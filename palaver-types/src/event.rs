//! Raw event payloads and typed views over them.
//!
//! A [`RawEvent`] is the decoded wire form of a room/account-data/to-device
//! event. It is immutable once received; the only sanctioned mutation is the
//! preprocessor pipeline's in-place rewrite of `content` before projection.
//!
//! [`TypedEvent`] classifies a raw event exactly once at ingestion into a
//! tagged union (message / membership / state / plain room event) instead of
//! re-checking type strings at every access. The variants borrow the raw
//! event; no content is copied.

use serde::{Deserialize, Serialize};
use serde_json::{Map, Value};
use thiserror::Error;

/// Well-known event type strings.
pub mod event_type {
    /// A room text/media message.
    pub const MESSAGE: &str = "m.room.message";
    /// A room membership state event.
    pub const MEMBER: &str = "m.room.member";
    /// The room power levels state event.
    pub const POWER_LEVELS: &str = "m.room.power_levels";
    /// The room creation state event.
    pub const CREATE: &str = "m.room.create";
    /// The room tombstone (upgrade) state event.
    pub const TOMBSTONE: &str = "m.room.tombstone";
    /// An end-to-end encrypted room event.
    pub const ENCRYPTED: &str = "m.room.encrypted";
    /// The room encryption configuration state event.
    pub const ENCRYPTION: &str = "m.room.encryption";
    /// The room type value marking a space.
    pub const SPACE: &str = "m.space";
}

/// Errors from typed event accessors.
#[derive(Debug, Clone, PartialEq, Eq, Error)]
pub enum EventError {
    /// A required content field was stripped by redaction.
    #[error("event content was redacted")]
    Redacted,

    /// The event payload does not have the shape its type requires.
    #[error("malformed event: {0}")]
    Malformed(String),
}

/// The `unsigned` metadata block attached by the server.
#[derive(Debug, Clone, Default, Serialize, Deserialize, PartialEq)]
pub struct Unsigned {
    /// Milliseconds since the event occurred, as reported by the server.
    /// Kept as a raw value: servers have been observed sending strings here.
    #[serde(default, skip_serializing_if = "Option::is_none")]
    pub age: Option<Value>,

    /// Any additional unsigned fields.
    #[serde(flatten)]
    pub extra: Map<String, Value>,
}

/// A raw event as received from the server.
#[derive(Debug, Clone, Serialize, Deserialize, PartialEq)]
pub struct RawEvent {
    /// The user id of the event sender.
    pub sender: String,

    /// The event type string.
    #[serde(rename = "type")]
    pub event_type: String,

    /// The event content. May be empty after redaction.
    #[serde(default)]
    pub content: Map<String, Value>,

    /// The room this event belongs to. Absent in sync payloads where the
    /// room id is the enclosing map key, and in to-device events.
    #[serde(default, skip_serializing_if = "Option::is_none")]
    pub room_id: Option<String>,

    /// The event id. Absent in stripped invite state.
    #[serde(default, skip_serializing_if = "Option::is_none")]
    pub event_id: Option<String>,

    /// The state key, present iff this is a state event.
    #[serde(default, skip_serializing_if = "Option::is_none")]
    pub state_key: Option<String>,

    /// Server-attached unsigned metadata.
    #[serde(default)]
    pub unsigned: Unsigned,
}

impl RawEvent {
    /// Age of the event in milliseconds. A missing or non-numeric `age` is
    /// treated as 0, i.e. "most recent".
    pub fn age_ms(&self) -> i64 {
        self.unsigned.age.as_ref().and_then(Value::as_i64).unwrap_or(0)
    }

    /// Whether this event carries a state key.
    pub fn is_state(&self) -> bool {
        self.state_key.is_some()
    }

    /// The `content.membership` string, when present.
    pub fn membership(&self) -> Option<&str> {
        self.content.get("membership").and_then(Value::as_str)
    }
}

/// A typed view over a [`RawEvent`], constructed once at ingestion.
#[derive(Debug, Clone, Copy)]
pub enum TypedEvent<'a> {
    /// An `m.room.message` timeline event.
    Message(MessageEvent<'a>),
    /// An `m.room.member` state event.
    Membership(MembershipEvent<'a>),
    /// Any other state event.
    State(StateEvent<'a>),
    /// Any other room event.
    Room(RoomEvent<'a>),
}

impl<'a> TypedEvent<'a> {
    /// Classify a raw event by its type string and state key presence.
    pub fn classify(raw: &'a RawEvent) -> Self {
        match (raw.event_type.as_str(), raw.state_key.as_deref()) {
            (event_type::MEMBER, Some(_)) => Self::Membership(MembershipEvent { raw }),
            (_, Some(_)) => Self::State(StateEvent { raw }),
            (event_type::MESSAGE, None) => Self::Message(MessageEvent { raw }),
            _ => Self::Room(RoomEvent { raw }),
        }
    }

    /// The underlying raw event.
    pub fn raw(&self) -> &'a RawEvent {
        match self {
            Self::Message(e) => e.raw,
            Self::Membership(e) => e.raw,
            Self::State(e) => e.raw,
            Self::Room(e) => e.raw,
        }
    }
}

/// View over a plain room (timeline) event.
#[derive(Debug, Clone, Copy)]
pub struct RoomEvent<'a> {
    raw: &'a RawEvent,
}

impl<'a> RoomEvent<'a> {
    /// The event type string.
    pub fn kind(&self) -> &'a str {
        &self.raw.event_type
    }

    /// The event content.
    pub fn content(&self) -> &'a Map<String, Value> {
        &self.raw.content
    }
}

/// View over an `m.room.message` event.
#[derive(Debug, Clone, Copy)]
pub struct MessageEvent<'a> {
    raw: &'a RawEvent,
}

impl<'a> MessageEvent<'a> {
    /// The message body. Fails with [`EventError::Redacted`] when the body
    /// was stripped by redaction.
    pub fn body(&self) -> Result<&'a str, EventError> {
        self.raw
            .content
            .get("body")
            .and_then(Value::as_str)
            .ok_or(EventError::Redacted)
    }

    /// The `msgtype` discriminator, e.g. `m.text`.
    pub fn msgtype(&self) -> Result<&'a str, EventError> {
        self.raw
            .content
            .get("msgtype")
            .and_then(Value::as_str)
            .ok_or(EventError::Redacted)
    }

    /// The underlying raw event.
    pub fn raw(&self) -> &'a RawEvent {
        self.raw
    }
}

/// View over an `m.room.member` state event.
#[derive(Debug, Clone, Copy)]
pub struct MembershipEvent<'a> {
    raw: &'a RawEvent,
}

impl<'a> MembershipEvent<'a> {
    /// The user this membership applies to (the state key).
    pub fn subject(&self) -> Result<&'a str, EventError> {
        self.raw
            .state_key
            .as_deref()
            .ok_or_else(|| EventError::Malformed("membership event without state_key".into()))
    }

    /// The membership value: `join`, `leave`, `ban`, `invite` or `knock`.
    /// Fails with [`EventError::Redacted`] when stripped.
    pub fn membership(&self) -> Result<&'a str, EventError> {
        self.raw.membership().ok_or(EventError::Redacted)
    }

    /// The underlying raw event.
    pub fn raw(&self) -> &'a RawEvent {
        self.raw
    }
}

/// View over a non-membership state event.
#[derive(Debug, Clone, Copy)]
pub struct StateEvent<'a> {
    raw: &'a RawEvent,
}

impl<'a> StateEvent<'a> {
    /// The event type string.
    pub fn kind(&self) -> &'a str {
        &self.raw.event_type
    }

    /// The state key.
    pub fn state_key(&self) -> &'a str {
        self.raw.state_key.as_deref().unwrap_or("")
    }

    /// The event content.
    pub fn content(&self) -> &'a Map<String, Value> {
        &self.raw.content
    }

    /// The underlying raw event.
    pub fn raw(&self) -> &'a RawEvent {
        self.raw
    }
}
☆ ☆ ☆ ☆
● Task instructions: Copy all the data. Match it exactly.

● Answer to this task:
filename palaver-types/src/event.rs
//! Raw event payloads and typed views over them.
//!
//! A [`RawEvent`] is the decoded wire form of a room/account-data/to-device
//! event. It is immutable once received; the only sanctioned mutation is the
//! preprocessor pipeline's in-place rewrite of `content` before projection.
//!
//! [`TypedEvent`] classifies a raw event exactly once at ingestion into a
//! tagged union (message / membership / state / plain room event) instead of
//! re-checking type strings at every access. The variants borrow the raw
//! event; no content is copied.

use serde::{Deserialize, Serialize};
use serde_json::{Map, Value};
use thiserror::Error;

/// Well-known event type strings.
pub mod event_type {
    /// A room text/media message.
    pub const MESSAGE: &str = "m.room.message";
    /// A room membership state event.
    pub const MEMBER: &str = "m.room.member";
    /// The room power levels state event.
    pub const POWER_LEVELS: &str = "m.room.power_levels";
    /// The room creation state event.
    pub const CREATE: &str = "m.room.create";
    /// The room tombstone (upgrade) state event.
    pub const TOMBSTONE: &str = "m.room.tombstone";
    /// An end-to-end encrypted room event.
    pub const ENCRYPTED: &str = "m.room.encrypted";
    /// The room encryption configuration state event.
    pub const ENCRYPTION: &str = "m.room.encryption";
    /// The room type value marking a space.
    pub const SPACE: &str = "m.space";
}

/// Errors from typed event accessors.
#[derive(Debug, Clone, PartialEq, Eq, Error)]
pub enum EventError {
    /// A required content field was stripped by redaction.
    #[error("event content was redacted")]
    Redacted,

    /// The event payload does not have the shape its type requires.
    #[error("malformed event: {0}")]
    Malformed(String),
}

/// The `unsigned` metadata block attached by the server.
#[derive(Debug, Clone, Default, Serialize, Deserialize, PartialEq)]
pub struct Unsigned {
    /// Milliseconds since the event occurred, as reported by the server.
    /// Kept as a raw value: servers have been observed sending strings here.
    #[serde(default, skip_serializing_if = "Option::is_none")]
    pub age: Option<Value>,

    /// Any additional unsigned fields.
    #[serde(flatten)]
    pub extra: Map<String, Value>,
}

/// A raw event as received from the server.
#[derive(Debug, Clone, Serialize, Deserialize, PartialEq)]
pub struct RawEvent {
    /// The user id of the event sender.
    pub sender: String,

    /// The event type string.
    #[serde(rename = "type")]
    pub event_type: String,

    /// The event content. May be empty after redaction.
    #[serde(default)]
    pub content: Map<String, Value>,

    /// The room this event belongs to. Absent in sync payloads where the
    /// room id is the enclosing map key, and in to-device events.
    #[serde(default, skip_serializing_if = "Option::is_none")]
    pub room_id: Option<String>,

    /// The event id. Absent in stripped invite state.
    #[serde(default, skip_serializing_if = "Option::is_none")]
    pub event_id: Option<String>,

    /// The state key, present iff this is a state event.
    #[serde(default, skip_serializing_if = "Option::is_none")]
    pub state_key: Option<String>,

    /// Server-attached unsigned metadata.
    #[serde(default)]
    pub unsigned: Unsigned,
}

impl RawEvent {
    /// Age of the event in milliseconds. A missing or non-numeric `age` is
    /// treated as 0, i.e. "most recent".
    pub fn age_ms(&self) -> i64 {
        self.unsigned.age.as_ref().and_then(Value::as_i64).unwrap_or(0)
    }

    /// Whether this event carries a state key.
    pub fn is_state(&self) -> bool {
        self.state_key.is_some()
    }

    /// The `content.membership` string, when present.
    pub fn membership(&self) -> Option<&str> {
        self.content.get("membership").and_then(Value::as_str)
    }
}

/// A typed view over a [`RawEvent`], constructed once at ingestion.
#[derive(Debug, Clone, Copy)]
pub enum TypedEvent<'a> {
    /// An `m.room.message` timeline event.
    Message(MessageEvent<'a>),
    /// An `m.room.member` state event.
    Membership(MembershipEvent<'a>),
    /// Any other state event.
    State(StateEvent<'a>),
    /// Any other room event.
    Room(RoomEvent<'a>),
}

impl<'a> TypedEvent<'a> {
    /// Classify a raw event by its type string and state key presence.
    pub fn classify(raw: &'a RawEvent) -> Self {
        match (raw.event_type.as_str(), raw.state_key.as_deref()) {
            (event_type::MEMBER, Some(_)) => Self::Membership(MembershipEvent { raw }),
            (_, Some(_)) => Self::State(StateEvent { raw }),
            (event_type::MESSAGE, None) => Self::Message(MessageEvent { raw }),
            _ => Self::Room(RoomEvent { raw }),
        }
    }

    /// The underlying raw event.
    pub fn raw(&self) -> &'a RawEvent {
        match self {
            Self::Message(e) => e.raw,
            Self::Membership(e) => e.raw,
            Self::State(e) => e.raw,
            Self::Room(e) => e.raw,
        }
    }
}

/// View over a plain room (timeline) event.
#[derive(Debug, Clone, Copy)]
pub struct RoomEvent<'a> {
    raw: &'a RawEvent,
}

impl<'a> RoomEvent<'a> {
    /// The event type string.
    pub fn kind(&self) -> &'a str {
        &self.raw.event_type
    }

    /// The event content.
    pub fn content(&self) -> &'a Map<String, Value> {
        &self.raw.content
    }
}

/// View over an `m.room.message` event.
#[derive(Debug, Clone, Copy)]
pub struct MessageEvent<'a> {
    raw: &'a RawEvent,
}

impl<'a> MessageEvent<'a> {
    /// The message body. Fails with [`EventError::Redacted`] when the body
    /// was stripped by redaction.
    pub fn body(&self) -> Result<&'a str, EventError> {
        self.raw
            .content
            .get("body")
            .and_then(Value::as_str)
            .ok_or(EventError::Redacted)
    }

    /// The `msgtype` discriminator, e.g. `m.text`.
    pub fn msgtype(&self) -> Result<&'a str, EventError> {
        self.raw
            .content
            .get("msgtype")
            .and_then(Value::as_str)
            .ok_or(EventError::Redacted)
    }

    /// The underlying raw event.
    pub fn raw(&self) -> &'a RawEvent {
        self.raw
    }
}

/// View over an `m.room.member` state event.
#[derive(Debug, Clone, Copy)]
pub struct MembershipEvent<'a> {
    raw: &'a RawEvent,
}

impl<'a> MembershipEvent<'a> {
    /// The user this membership applies to (the state key).
    pub fn subject(&self) -> Result<&'a str, EventError> {
        self.raw
            .state_key
            .as_deref()
            .ok_or_else(|| EventError::Malformed("membership event without state_key".into()))
    }

    /// The membership value: `join`, `leave`, `ban`, `invite` or `knock`.
    /// Fails with [`EventError::Redacted`] when stripped.
    pub fn membership(&self) -> Result<&'a str, EventError> {
        self.raw.membership().ok_or(EventError::Redacted)
    }

    /// The underlying raw event.
    pub fn raw(&self) -> &'a RawEvent {
        self.raw
    }
}

/// View over a non-membership state event.
#[derive(Debug, Clone, Copy)]
pub struct StateEvent<'a> {
    raw: &'a RawEvent,
}

impl<'a> StateEvent<'a> {
    /// The event type string.
    pub fn kind(&self) -> &'a str {
        &self.raw.event_type
    }

    /// The state key.
    pub fn state_key(&self) -> &'a str {
        self.raw.state_key.as_deref().unwrap_or("")
    }

    /// The event content.
    pub fn content(&self) -> &'a Map<String, Value> {
        &self.raw.content
    }

    /// The underlying raw event.
    pub fn raw(&self) -> &'a RawEvent {
        self.raw
    }
}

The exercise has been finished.